No Rio, Keller compunha alguns cenários para peças amadoras e semiprofissionais. Através de amigos, como o “Bituca” Milton Nascimento, ficou conhecendo muita gente que trabalhava na Rede Globo e começou a tomar gosto pelo processo da cenografia, que ele achava curiosíssimo: fazer tudo em um curto espaço de tempo e montar e desmontar conforme a necessidade. A montagem-relâmpago da produção dos programas encanta Keller até hoje. Um belo dia, acabou na Globo como visitante. Lá ainda não havia a política de estágio, mas através do diretor Denis Carvalho ele conseguiu entrar em alguns estúdios e logo ficou amigo de outro diretor, Raul Travassos, que já não está mais na emissora, mas foi um de seus primeiros mestres. Keller tinha um escritório de arquitetura em Belo Horizonte com mais quatro amigos, mas já passava a semana no Rio, vivendo desde então uma vida bastante agitada. Em 1986, quando achava que seria contratado, as coisas não deram certo. Ele voltou para Minas Gerais, produziu um filme chamado “O Grande Mentecapto” e, ao terminar, estava meio que mergulhado no cinema, mas o seu destino já estava traçado.
Uma noite, na fila de um supermercado com a esposa, no Rio de Janeiro, encontrou uma assistente da Globo, que lhe disse que a emissora estava procurando por ele.
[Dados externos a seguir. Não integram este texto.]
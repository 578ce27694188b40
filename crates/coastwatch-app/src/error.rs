//! Driver errors.

use std::path::PathBuf;

use thiserror::Error;

use coastwatch_sim::ConfigError;

#[derive(Debug, Error)]
pub enum AppError {
    #[error("failed to read {path}: {source}")]
    Io {
        path: PathBuf,
        #[source]
        source: std::io::Error,
    },

    #[error("failed to parse config: {0}")]
    Parse(#[from] toml::de::Error),

    #[error("invalid simulation config: {0}")]
    Config(#[from] ConfigError),

    #[error("invalid driver setting: {0}")]
    Driver(String),

    #[error("failed to spawn simulation thread: {0}")]
    Spawn(std::io::Error),

    #[error("simulation thread panicked")]
    Join,

    #[error("failed to encode snapshot: {0}")]
    Json(#[from] serde_json::Error),
}

pub type Result<T> = std::result::Result<T, AppError>;
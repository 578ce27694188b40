//! Coastwatch headless driver.
//!
//! This crate wires the simulation engine to a wall clock: config loading,
//! a frame loop thread controlled over a channel, and a console sink that
//! keeps the tactical log and latest statistics for display.

pub mod config;
pub mod console;
pub mod error;
pub mod game_loop;
pub mod state;

pub use coastwatch_core as core;
pub use error::{AppError, Result};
Naquela época, não existia telefone celular e o contato era muito difícil. Tratava-se de um trabalho de cenografia em que o diretor de arte, Mário Monteiro, queria o Keller Veiga trabalhando com ele, numa novela das seis, há 32 anos. A relação do integrante da família Veiga com a televisão começou exatamente aí e perdura até hoje. Keller trabalhou muito tempo à base de contratos rápidos, como assistente de cenografia. Depois foi contratado como cenógrafo que prestava serviços temporários e, finalmente, Keller se transformou em funcionário, com carteira assinada, férias, etc. Hoje integra uma equipe de 30 cenógrafos e mais 120 assistentes. Segundo ele, não é tanta gente assim, como as pessoas imaginam, já que são muitos programas e uma programação intensa que envolve cenografia, dramaturgia, variedades e jornalismo diariamente. “Para a minha área, é um número de profissionais bastante objetivo e o trabalho é intenso para todo mundo”, revelou.
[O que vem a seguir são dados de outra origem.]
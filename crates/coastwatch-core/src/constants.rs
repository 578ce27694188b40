//! Simulation constants and tuning parameters.
//!
//! Distances are abstract arena units (one unit renders as one pixel and is
//! reported as 10 m in log messages). Speeds are units per 100 ms of simulated
//! time; turn rates are radians per tick.

// --- Time scale ---

/// Distance moved per tick is `speed * delta_ms * SPEED_SCALE`.
pub const SPEED_SCALE: f64 = 0.01;

/// Milliseconds per second.
pub const MS_PER_SEC: f64 = 1000.0;

/// Metres reported per arena unit in log messages.
pub const METRES_PER_UNIT: f64 = 10.0;

// --- Arena ---

/// Arena width (units).
pub const ARENA_WIDTH: f64 = 900.0;

/// Arena height (units).
pub const ARENA_HEIGHT: f64 = 800.0;

/// Targets further than this beyond any arena edge are removed.
pub const ARENA_CULL_MARGIN: f64 = 100.0;

/// Base (launch pad and charging station) position.
pub const BASE_X: f64 = 80.0;
pub const BASE_Y: f64 = 300.0;

/// Vertical spacing between parking slots at the base.
pub const BASE_SLOT_SPACING: f64 = 20.0;

// --- Coastal no-go zone ---

/// Targets west of this line steer toward the escape heading.
pub const COAST_ZONE_X: f64 = 180.0;

/// Targets north of this line (smaller y) escape at +π/4, others at −π/4.
pub const COAST_SPLIT_Y: f64 = BASE_Y;

/// Escape heading magnitude (radians).
pub const COAST_ESCAPE_HEADING: f64 = std::f64::consts::FRAC_PI_4;

/// Coastal steering rate (rad/tick).
pub const COAST_TURN_RATE: f64 = 0.02;

// --- Target generation ---

/// Maximum number of concurrent targets.
pub const MAX_TARGETS: usize = 12;

/// Minimum simulated time between spawn attempts (ms).
pub const SPAWN_INTERVAL_MS: f64 = 2000.0;

/// Probability that a spawn attempt produces a target.
pub const SPAWN_PROBABILITY: f64 = 0.7;

/// Default type weights: FRIENDLY, ENEMY, FISHING, UNKNOWN.
pub const DEFAULT_SPAWN_WEIGHTS: [f64; 4] = [0.30, 0.45, 0.20, 0.05];

/// Distance outside the arena at which targets appear.
pub const SPAWN_EDGE_OFFSET: f64 = 50.0;

/// Cumulative edge probabilities: right edge 40 %, top-right 30 %, bottom-right 30 %.
pub const SPAWN_EDGE_RIGHT: f64 = 0.4;
pub const SPAWN_EDGE_TOP: f64 = 0.7;

/// Heading spread around the inward direction (±22.5°).
pub const SPAWN_HEADING_SPREAD: f64 = std::f64::consts::FRAC_PI_8;

/// Speed range for ENEMY vessels.
pub const ENEMY_SPEED_MIN: f64 = 8.0;
pub const ENEMY_SPEED_MAX: f64 = 10.0;

/// Speed range for every other vessel type.
pub const VESSEL_SPEED_MIN: f64 = 3.0;
pub const VESSEL_SPEED_MAX: f64 = 7.0;

// --- Weather ---

/// Minimum simulated time between weather rolls (ms).
pub const WEATHER_INTERVAL_MS: f64 = 30_000.0;

/// Probability that a weather roll draws a new value.
pub const WEATHER_CHANGE_PROBABILITY: f64 = 0.5;

// --- Patrol drones ---

/// Number of patrol drones.
pub const DRONE_COUNT: usize = 4;

/// Patrol sectors, each a looping waypoint polygon shared by two drones.
pub const PATROL_SECTORS: [[[f64; 2]; 4]; 2] = [
    [[250.0, 100.0], [800.0, 100.0], [800.0, 250.0], [250.0, 250.0]],
    [[250.0, 550.0], [800.0, 550.0], [800.0, 700.0], [250.0, 700.0]],
];

/// Waypoint arrival radius.
pub const WAYPOINT_ARRIVAL_RADIUS: f64 = 20.0;

/// Nominal patrol speed.
pub const PATROL_SPEED: f64 = 5.0;

/// Maximum return-to-base speed.
pub const RETURN_SPEED: f64 = 10.0;

/// Turn rate bounds per state (rad/tick).
pub const PATROL_TURN_RATE: f64 = 0.04;
pub const TRACKING_TURN_RATE: f64 = 0.06;
pub const RETURN_TURN_RATE: f64 = 0.05;

/// Below this range a tracking drone orbits instead of closing.
pub const ORBIT_RANGE: f64 = 100.0;

/// Base arrival radius for landing.
pub const BASE_ARRIVAL_RADIUS: f64 = 10.0;

// --- Battery ---

/// Full charge (percent).
pub const BATTERY_FULL: f64 = 100.0;

/// IDLE drones launch once charged to at least this level.
pub const BATTERY_READY: f64 = 95.0;

/// Below this level a drone is derated.
pub const BATTERY_LOW_POWER: f64 = 20.0;

/// Absolute floor that forces a return.
pub const BATTERY_RETURN_FLOOR: f64 = 15.0;

/// Margin added to the computed return reserve.
pub const BATTERY_RETURN_MARGIN: f64 = 5.0;

/// Recharge rate while IDLE (percent per second).
pub const RECHARGE_RATE: f64 = 15.0;

/// Drain rates per state (percent per second, before the weather multiplier).
pub const PATROL_DRAIN_RATE: f64 = 0.5;
pub const TRACKING_DRAIN_RATE: f64 = 1.5;
pub const RETURN_DRAIN_RATE: f64 = 0.8;

/// Low-power speed derating.
pub const LOW_POWER_SPEED_FACTOR: f64 = 0.6;

/// Low-power turn-rate derating.
pub const LOW_POWER_TURN_FACTOR: f64 = 0.5;

// --- Lock and interception ---

/// Continuous tracking time required for a lock (ms).
pub const LOCK_THRESHOLD_MS: f64 = 1000.0;

/// Attack drone speed (not affected by weather).
pub const ATTACK_DRONE_SPEED: f64 = 15.0;

/// Attack drone turn rate (rad/tick, not affected by weather).
pub const ATTACK_TURN_RATE: f64 = 0.1;

/// Collision radius against the actual target position.
pub const ATTACK_LETHAL_RADIUS: f64 = 15.0;

// --- Statistics ---

/// Minimum simulated time between statistics snapshots (ms).
pub const STATS_INTERVAL_MS: f64 = 500.0;

/// Display log buffer size used by collaborators.
pub const LOG_DISPLAY_CAPACITY: usize = 50;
O funcionário da Globo explica que a performance de tudo não é difícil de entender. Cada programa tem um cenógrafo titular, que responde pelo resultado da cenografia, pela imagem que está indo para o ar, que envolve espaço e planejamento de interiores e decoração. Além dele, existem mais dois que respondem por uma equipe de cerca de 12 assistentes. Quando um cenógrafo vai assumir um trabalho, existem diversas e exaustivas reuniões sobre o conceito do programa, com autores, diretores, figurinos, caracterização, efeitos especiais e engenharia. O cenógrafo faz um projeto, apresenta a toda equipe e depois o desenvolve. Quando o programa entra em continuidade, ou seja, entra no ar, todos os cenários já estão prontos. Em caso de novela, a montagem começa a ser feita seis meses antes. Uma novela chega a ter 200 cenários, que se monta e desmonta de seis ou sete vezes todos os dias no estúdio. Normalmente, quando uma novela estreia, a cenografia já começa a produção da novela seguinte, que vai substituí-la. É neste intervalo que Keller geralmente tira férias, como está agora, e volta fazendo outro trabalho.
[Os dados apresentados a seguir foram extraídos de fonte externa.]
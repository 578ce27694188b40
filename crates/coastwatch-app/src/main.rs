//! Coastwatch driver binary.
//!
//! Runs the patrol simulation in real time (or fast-forward with
//! `--headless`) and prints the tactical log through `tracing`. In real time
//! the loop takes `pause`, `resume`, `scale <x>` and `quit` on stdin.

use std::path::PathBuf;
use std::process::ExitCode;
use std::sync::mpsc;

use clap::Parser;
use tracing_subscriber::EnvFilter;

use coastwatch_app::config::AppConfig;
use coastwatch_app::console::ConsoleSink;
use coastwatch_app::game_loop;
use coastwatch_app::state::{shared_display, DisplayState};
use coastwatch_app::Result;
use coastwatch_sim::SimulationEngine;

/// Coastal patrol drone simulation
#[derive(Parser, Debug)]
#[command(name = "coastwatch")]
#[command(about = "Simulate a coastal drone patrol: detection, tracking, lock and intercept")]
struct Args {
    /// TOML config file with [sim] and [driver] tables
    #[arg(long, short = 'c')]
    config: Option<PathBuf>,

    /// Random seed for deterministic runs
    #[arg(long)]
    seed: Option<u64>,

    /// Stop after this many simulated seconds
    #[arg(long, short = 'd')]
    duration: Option<f64>,

    /// Simulated seconds per wall-clock second
    #[arg(long)]
    time_scale: Option<f64>,

    /// Fast-forward without sleeping (requires a duration)
    #[arg(long)]
    headless: bool,

    /// Print the final snapshot as JSON on stdout
    #[arg(long)]
    json: bool,
}

fn main() -> ExitCode {
    let filter = EnvFilter::try_from_default_env().unwrap_or_else(|_| EnvFilter::new("coastwatch=info"));
    tracing_subscriber::fmt()
        .with_env_filter(filter)
        .with_writer(std::io::stderr)
        .init();

    match run(Args::parse()) {
        Ok(()) => ExitCode::SUCCESS,
        Err(e) => {
            tracing::error!("{e}");
            ExitCode::FAILURE
        }
    }
}

fn run(args: Args) -> Result<()> {
    let mut config = match &args.config {
        Some(path) => AppConfig::load(path)?,
        None => AppConfig::default(),
    };
    if let Some(seed) = args.seed {
        config.sim.seed = seed;
    }
    if let Some(duration) = args.duration {
        config.driver.duration_secs = Some(duration);
    }
    if let Some(scale) = args.time_scale {
        config.driver.time_scale = scale;
    }
    config.validate()?;

    let mut engine = SimulationEngine::new(config.sim.clone())?;
    let display = shared_display(config.driver.log_capacity);

    if args.headless {
        let mut sink = ConsoleSink::new(display.clone());
        game_loop::run_headless(&mut engine, &config.driver, &mut sink)?;
        if let Ok(mut state) = display.lock() {
            state.snapshot = Some(engine.snapshot());
        }
    } else {
        let handle = game_loop::spawn_sim_loop(engine, config.driver.clone(), display.clone())?;
        let (commands_tx, commands_rx) = mpsc::channel();
        // Detached: a blocked stdin read must not hold up exit.
        let _console = game_loop::spawn_command_reader(std::io::stdin(), commands_tx)?;
        game_loop::supervise(handle, &commands_rx)?;
    }

    let state = match display.lock() {
        Ok(state) => state.clone(),
        Err(poisoned) => poisoned.into_inner().clone(),
    };
    summarize(&state);

    if args.json {
        if let Some(snapshot) = &state.snapshot {
            println!("{}", serde_json::to_string_pretty(snapshot)?);
        }
    }
    Ok(())
}

fn summarize(state: &DisplayState) {
    let elapsed_secs = state
        .snapshot
        .as_ref()
        .map(|s| s.time.elapsed_secs())
        .unwrap_or_default();
    let (vessels, enemies, weather) = match (&state.stats, &state.snapshot) {
        (Some(stats), _) => (stats.total(), stats.enemy, stats.weather.label()),
        (None, Some(snapshot)) => (snapshot.targets.len() as u32, 0, snapshot.weather.label()),
        (None, None) => (0, 0, "unknown"),
    };
    tracing::info!(
        elapsed_secs,
        vessels,
        enemies,
        weather,
        locks = state.locks,
        kills = state.kills,
        log_entries = state.log.len(),
        "run complete"
    );
}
A preparação começa com montagem da equipe que vai fazer pesquisas e desenhos. Atualmente, ele é o cenógrafo da novela das sete, Deus Salve o Rei, que está desenvolvendo um processo diferenciado e se tornando referência para a própria Rede Globo. “Lidamos na arte com aquilo que é comum a todos. O cenógrafo trabalha com a composição e resolução de espaços. Gosto muito da cenografia por causa da sua agilidade. Pretendo daqui a pouco tempo sair um pouco da televisão. O próprio sistema já cria a alternativa de não termos que ficar tanto lá e ter um elo com gente nova no mercado”, afirmou.
Novela medieval usa processo de extensão cenográfica virtual 
Para cada programa ou novela existe uma forma ou perfil de produzi-lo. Cada um tem suas dificuldades e, de acordo com o cenógrafo, às vezes é mais difícil montar um programa atual e contemporâneo do que um programa ou novela de época. No caso dos programas de época há o processo de conseguir montar seu acervo de móveis e objetos de decoração, mas que às vezes não é tão complicado. Existem os fornecedores e a própria Globo já tem um grande acervo. No caso da novela das sete, Deus Salve o Rei, é preciso uma riqueza de detalhes enorme e o diferencial é que quase todos os exteriores estão sendo feitos digitalmente, com um conceito diferente da cidade cenográfica.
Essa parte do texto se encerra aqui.